I remember sloughing off Dave’s lefty politics in my youth. At the time, I wasn’t much of a news buff, so it didn’t bother me.
Who could argue with a message of peace?
However, in the last two and a half years, many concerts have ended with him holding up signs of “Stop the Genocide” and
“Stop Killing Children” while draped in a keffiyeh.
It was just too much. The sad day finally arrived when I deleted all of his music from my library. My brother-in-law and I still send each other messages every now and again about the band, but none of them are positive.
A few weeks ago, a favorite comedian of mine, Pete Holmes, shared a bit about how everyone unilaterally stopped eating Subway sandwiches. “One day in the late 2010s, we all got a wireless transmission. No more Subway. And no more Dave Matthews. It was the same day. No more DMB and no more BMTs [a type of Subway sandwich].”
“I wish I had gotten the memo,” I wrote to my brother-in-law. It would have saved me a lot of heartache.
But sometimes, there are those who just can’t leave bad enough alone.

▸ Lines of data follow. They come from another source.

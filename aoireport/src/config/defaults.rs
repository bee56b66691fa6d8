//! Default values for report options.

/// Maximum sample rows fetched per layer for the on-screen preview.
pub const DEFAULT_MAX_SAMPLE_FEATURES_PER_LAYER: u64 = 25;

/// Maximum columns shown in a preview table.
pub const DEFAULT_MAX_FIELDS_IN_TABLE: usize = 8;

/// Features requested per page during a full export.
pub const DEFAULT_PAGE_SIZE: u64 = 1000;

/// Hard cap on features accumulated by one full export.
pub const DEFAULT_MAX_EXPORT_FEATURES: u64 = 50000;

/// Upper bound on a single sample request, regardless of the configured
/// sample cap. Services reject larger record counts.
pub const SAMPLE_REQUEST_CEILING: u64 = 2000;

Apparently, Dave Matthews has finally felt the financial ramifications of those of us who had to leave him behind. A video is making the rounds online of him reading a prepared statement to a crowd at one of his concerts.
“It is no secret that I disagree with the policies of Israel and the United States and the treatment of the civilian population in Gaza and the West Bank,” he began. “That should by no means be twisted into anyone thinking I’m bigoted or antisemitic in any way at all.”

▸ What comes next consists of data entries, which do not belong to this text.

//! REST wire documents and the feature-service client.
//!
//! Feature services expose a metadata document per endpoint (`?f=json`)
//! and a `/query` operation that supports spatial filters, count-only
//! responses, and offset pagination. Everything the engine sends is a GET
//! with URL-encoded parameters; everything it receives is JSON.
//!
//! Services report request-level failures inside a 200 response through an
//! error envelope (`{"error": {code, message}}`), so parsing checks for
//! the envelope before the expected document.

use super::http::AsyncHttpClient;
use super::normalize_url;
use super::types::RemoteError;
use crate::geometry::AreaOfInterest;
use crate::tabular::Row;
use serde::de::DeserializeOwned;
use serde::Deserialize;
use std::future::Future;

/// Geometry type tag a layer must carry to be selectable as an AOI source.
pub const ESRI_GEOMETRY_POLYGON: &str = "esriGeometryPolygon";

/// Metadata document of a service root: the sublayers it groups.
#[derive(Debug, Clone, Deserialize)]
pub struct ServiceInfo {
    #[serde(default, rename = "serviceDescription")]
    pub service_description: Option<String>,
    #[serde(default)]
    pub layers: Vec<SublayerSummary>,
}

/// One sublayer as listed in a service root's metadata.
///
/// The root document does not reliably carry `geometryType`; callers that
/// need it must fall back to the sublayer's own metadata.
#[derive(Debug, Clone, Deserialize)]
pub struct SublayerSummary {
    pub id: u32,
    #[serde(default)]
    pub name: Option<String>,
    #[serde(default, rename = "geometryType")]
    pub geometry_type: Option<String>,
}

/// Metadata document of a single queryable layer.
#[derive(Debug, Clone, Deserialize)]
pub struct LayerInfo {
    #[serde(default)]
    pub name: Option<String>,
    #[serde(default, rename = "geometryType")]
    pub geometry_type: Option<String>,
}

/// One feature from a query response. Only attributes are ever requested;
/// geometry is suppressed because reporting does not need it.
#[derive(Debug, Clone, Deserialize)]
pub struct Feature {
    #[serde(default)]
    pub attributes: Row,
}

/// One page of a feature query response.
#[derive(Debug, Clone, Default, Deserialize)]
pub struct FeaturePage {
    #[serde(default)]
    pub features: Vec<Feature>,
    #[serde(default, rename = "exceededTransferLimit")]
    pub exceeded_transfer_limit: bool,
}

/// The immutable base query for one layer target: the AOI geometry, the
/// intersects predicate, and the full field list.
///
/// Built once when a target is first queried and reused verbatim by the
/// export engine, so pagination never re-derives the spatial filter.
#[derive(Debug, Clone, PartialEq)]
pub struct IntersectQuery {
    geometry: AreaOfInterest,
    out_fields: Vec<String>,
}

impl IntersectQuery {
    /// Build the base query for an AOI, requesting all fields.
    pub fn new(geometry: AreaOfInterest) -> Self {
        Self {
            geometry,
            out_fields: vec!["*".to_string()],
        }
    }

    /// Restrict the requested fields.
    pub fn with_out_fields(mut self, out_fields: Vec<String>) -> Self {
        self.out_fields = out_fields;
        self
    }

    /// The AOI geometry this query filters by.
    pub fn geometry(&self) -> &AreaOfInterest {
        &self.geometry
    }

    /// The `outFields` parameter value.
    pub fn out_fields_param(&self) -> String {
        self.out_fields.join(",")
    }
}

/// Trait for the remote operations the report engine consumes.
///
/// Implementors translate these calls into whatever protocol their service
/// speaks; [`RestFeatureService`] is the REST implementation. Tests
/// substitute scripted implementations.
pub trait FeatureService: Send + Sync {
    /// Fetch the metadata document of a service root.
    fn service_info(
        &self,
        root_url: &str,
    ) -> impl Future<Output = Result<ServiceInfo, RemoteError>> + Send;

    /// Fetch the metadata document of a single layer.
    fn layer_info(
        &self,
        layer_url: &str,
    ) -> impl Future<Output = Result<LayerInfo, RemoteError>> + Send;

    /// Count the features of a layer intersecting the query's AOI.
    fn query_count(
        &self,
        layer_url: &str,
        query: &IntersectQuery,
    ) -> impl Future<Output = Result<u64, RemoteError>> + Send;

    /// Fetch one page of intersecting features' attributes.
    ///
    /// A response carrying fewer than `limit` features unambiguously
    /// signals that the result set is exhausted.
    fn query_page(
        &self,
        layer_url: &str,
        query: &IntersectQuery,
        offset: u64,
        limit: u64,
    ) -> impl Future<Output = Result<FeaturePage, RemoteError>> + Send;
}

/// REST implementation of [`FeatureService`] over an injected HTTP client.
#[derive(Clone)]
pub struct RestFeatureService<C> {
    client: C,
}

impl<C: AsyncHttpClient> RestFeatureService<C> {
    /// Create a service client over an HTTP transport.
    pub fn new(client: C) -> Self {
        Self { client }
    }

    async fn fetch_document<T: DeserializeOwned>(
        &self,
        url: &str,
        params: &[(&str, String)],
    ) -> Result<T, RemoteError> {
        let bytes = self.client.get_with_params(url, params).await?;
        parse_document(&bytes, url)
    }

    fn spatial_params(query: &IntersectQuery) -> Vec<(&'static str, String)> {
        vec![
            ("f", "json".to_string()),
            ("geometry", query.geometry().to_service_json()),
            ("geometryType", ESRI_GEOMETRY_POLYGON.to_string()),
            ("inSR", query.geometry().wkid().to_string()),
            ("spatialRel", "esriSpatialRelIntersects".to_string()),
        ]
    }

    fn query_url(layer_url: &str) -> String {
        format!("{}/query", normalize_url(layer_url))
    }
}

impl<C: AsyncHttpClient> FeatureService for RestFeatureService<C> {
    async fn service_info(&self, root_url: &str) -> Result<ServiceInfo, RemoteError> {
        self.fetch_document(normalize_url(root_url), &[("f", "json".to_string())])
            .await
    }

    async fn layer_info(&self, layer_url: &str) -> Result<LayerInfo, RemoteError> {
        self.fetch_document(normalize_url(layer_url), &[("f", "json".to_string())])
            .await
    }

    async fn query_count(
        &self,
        layer_url: &str,
        query: &IntersectQuery,
    ) -> Result<u64, RemoteError> {
        let mut params = Self::spatial_params(query);
        params.push(("returnCountOnly", "true".to_string()));

        let document: CountDocument = self
            .fetch_document(&Self::query_url(layer_url), &params)
            .await?;
        Ok(document.count)
    }

    async fn query_page(
        &self,
        layer_url: &str,
        query: &IntersectQuery,
        offset: u64,
        limit: u64,
    ) -> Result<FeaturePage, RemoteError> {
        let mut params = Self::spatial_params(query);
        params.push(("outFields", query.out_fields_param()));
        params.push(("returnGeometry", "false".to_string()));
        params.push(("resultOffset", offset.to_string()));
        params.push(("resultRecordCount", limit.to_string()));

        self.fetch_document(&Self::query_url(layer_url), &params)
            .await
    }
}

#[derive(Debug, Deserialize)]
struct CountDocument {
    count: u64,
}

#[derive(Debug, Deserialize)]
struct ErrorEnvelope {
    error: ErrorBody,
}

#[derive(Debug, Deserialize)]
struct ErrorBody {
    #[serde(default)]
    code: i64,
    #[serde(default)]
    message: String,
}

fn parse_document<T: DeserializeOwned>(bytes: &[u8], url: &str) -> Result<T, RemoteError> {
    if let Ok(envelope) = serde_json::from_slice::<ErrorEnvelope>(bytes) {
        return Err(RemoteError::ServiceFault {
            code: envelope.error.code,
            message: envelope.error.message,
        });
    }
    serde_json::from_slice(bytes)
        .map_err(|e| RemoteError::InvalidResponse(format!("{} from {}", e, url)))
}

#[cfg(test)]
mod tests {
    use super::*;
    use crate::remote::MockHttpClient;

    fn aoi() -> AreaOfInterest {
        AreaOfInterest::new(vec![vec![[0.0, 0.0], [0.0, 1.0], [1.0, 0.0]]], 4326).unwrap()
    }

    fn param<'a>(params: &'a [(String, String)], name: &str) -> Option<&'a str> {
        params
            .iter()
            .find(|(k, _)| k == name)
            .map(|(_, v)| v.as_str())
    }

    #[tokio::test]
    async fn test_service_info_parses_sublayers() {
        let body = br#"{
            "serviceDescription": "Utilities",
            "layers": [
                {"id": 0, "name": "Mains"},
                {"id": 1, "name": "Valves", "geometryType": "esriGeometryPoint"}
            ]
        }"#;
        let client = MockHttpClient::single(Ok(body.to_vec()));
        let service = RestFeatureService::new(client);

        let info = service
            .service_info("https://host/arcgis/rest/services/U/FeatureServer/")
            .await
            .unwrap();

        assert_eq!(info.service_description.as_deref(), Some("Utilities"));
        assert_eq!(info.layers.len(), 2);
        assert_eq!(info.layers[0].id, 0);
        assert_eq!(info.layers[0].name.as_deref(), Some("Mains"));
        assert_eq!(
            info.layers[1].geometry_type.as_deref(),
            Some("esriGeometryPoint")
        );

        let calls = service.client.calls();
        assert_eq!(calls[0].0, "https://host/arcgis/rest/services/U/FeatureServer");
        assert_eq!(param(&calls[0].1, "f"), Some("json"));
    }

    #[tokio::test]
    async fn test_query_count_builds_spatial_request() {
        let client = MockHttpClient::single(Ok(b"{\"count\": 42}".to_vec()));
        let service = RestFeatureService::new(client);
        let query = IntersectQuery::new(aoi());

        let count = service
            .query_count("https://host/FeatureServer/3", &query)
            .await
            .unwrap();
        assert_eq!(count, 42);

        let calls = service.client.calls();
        assert_eq!(calls[0].0, "https://host/FeatureServer/3/query");
        let params = &calls[0].1;
        assert_eq!(param(params, "returnCountOnly"), Some("true"));
        assert_eq!(param(params, "spatialRel"), Some("esriSpatialRelIntersects"));
        assert_eq!(param(params, "geometryType"), Some(ESRI_GEOMETRY_POLYGON));
        assert_eq!(param(params, "inSR"), Some("4326"));
        assert!(param(params, "geometry").unwrap().contains("\"rings\""));
    }

    #[tokio::test]
    async fn test_query_page_requests_attributes_only() {
        let body = br#"{
            "features": [
                {"attributes": {"OBJECTID": 1, "NAME": "a"}},
                {"attributes": {"OBJECTID": 2, "NAME": null}}
            ],
            "exceededTransferLimit": true
        }"#;
        let client = MockHttpClient::single(Ok(body.to_vec()));
        let service = RestFeatureService::new(client);
        let query = IntersectQuery::new(aoi());

        let page = service
            .query_page("https://host/FeatureServer/3", &query, 200, 100)
            .await
            .unwrap();
        assert_eq!(page.features.len(), 2);
        assert!(page.exceeded_transfer_limit);

        let calls = service.client.calls();
        let params = &calls[0].1;
        assert_eq!(param(params, "returnGeometry"), Some("false"));
        assert_eq!(param(params, "outFields"), Some("*"));
        assert_eq!(param(params, "resultOffset"), Some("200"));
        assert_eq!(param(params, "resultRecordCount"), Some("100"));
    }

    #[tokio::test]
    async fn test_error_envelope_surfaces_as_service_fault() {
        let body = br#"{"error": {"code": 400, "message": "Invalid geometry"}}"#;
        let client = MockHttpClient::single(Ok(body.to_vec()));
        let service = RestFeatureService::new(client);
        let query = IntersectQuery::new(aoi());

        let err = service
            .query_count("https://host/FeatureServer/0", &query)
            .await
            .unwrap_err();
        assert_eq!(
            err,
            RemoteError::ServiceFault {
                code: 400,
                message: "Invalid geometry".to_string()
            }
        );
    }

    #[tokio::test]
    async fn test_malformed_body_is_invalid_response() {
        let client = MockHttpClient::single(Ok(b"<html>gateway timeout</html>".to_vec()));
        let service = RestFeatureService::new(client);

        let err = service.layer_info("https://host/FeatureServer/0").await;
        assert!(matches!(err, Err(RemoteError::InvalidResponse(_))));
    }

    #[tokio::test]
    async fn test_transport_error_propagates() {
        let client = MockHttpClient::single(Err(RemoteError::HttpError("down".to_string())));
        let service = RestFeatureService::new(client);

        let err = service
            .service_info("https://host/FeatureServer")
            .await
            .unwrap_err();
        assert!(matches!(err, RemoteError::HttpError(_)));
    }
}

Dave then lists numerous famous Jews, indicating society’s debt to their various world-changing contributions.
He also shared that he was attending his best friend’s son’s bar mitzvah on October 7, which was interrupted by the horrible news. If he had stopped there, it wouldn’t have made up for all that he had done, but it would have at least been a quasi-positive statement.
“The violence born out of that day against the Palestinian people is no less horrific and multiplies the death and suffering over and over.”
There’s something missing in this statement. Dave, you skipped over a major detail in the story – Hamas and the atrocities they waged on the Jewish people. What resulted from October 7 was not and is still not about vengeance.
If Israel could have neutralized the threat of the terrorist organization that raped and burned women and children without any collateral damage, we happily would have.
With the ever-present threat of rocket fire from Iran and daily drones from Hezbollah, the attacks are relentless.
Multiple terrorists from the West Bank infiltrated an Israeli town and gunned down six innocent civilians. And a vehicle-ramming attack recently occurred near the entrance of our town as my 15-year-old daughter was making her way home.
We held our breath until she arrived safely.
Working for peace is not wrong. We Jews pray for it three times a day. But you’re pressuring the wrong side. Israel has consistently strived for peaceful coexistence with its neighbors – yet defending ourselves is non-negotiable.
To demand only peace when killers are at your doorstep is as foolish as standing on an electrified stage in the middle of a lightning storm.
The writer is a rabbi, a wedding officiant, and a mohel who performs britot (ritual circumcisions) and conversions in Israel and worldwide. Based in Efrat, Israel, he is the founder of Magen HaBrit, an organization protecting the practice of brit milah and the children who undergo it.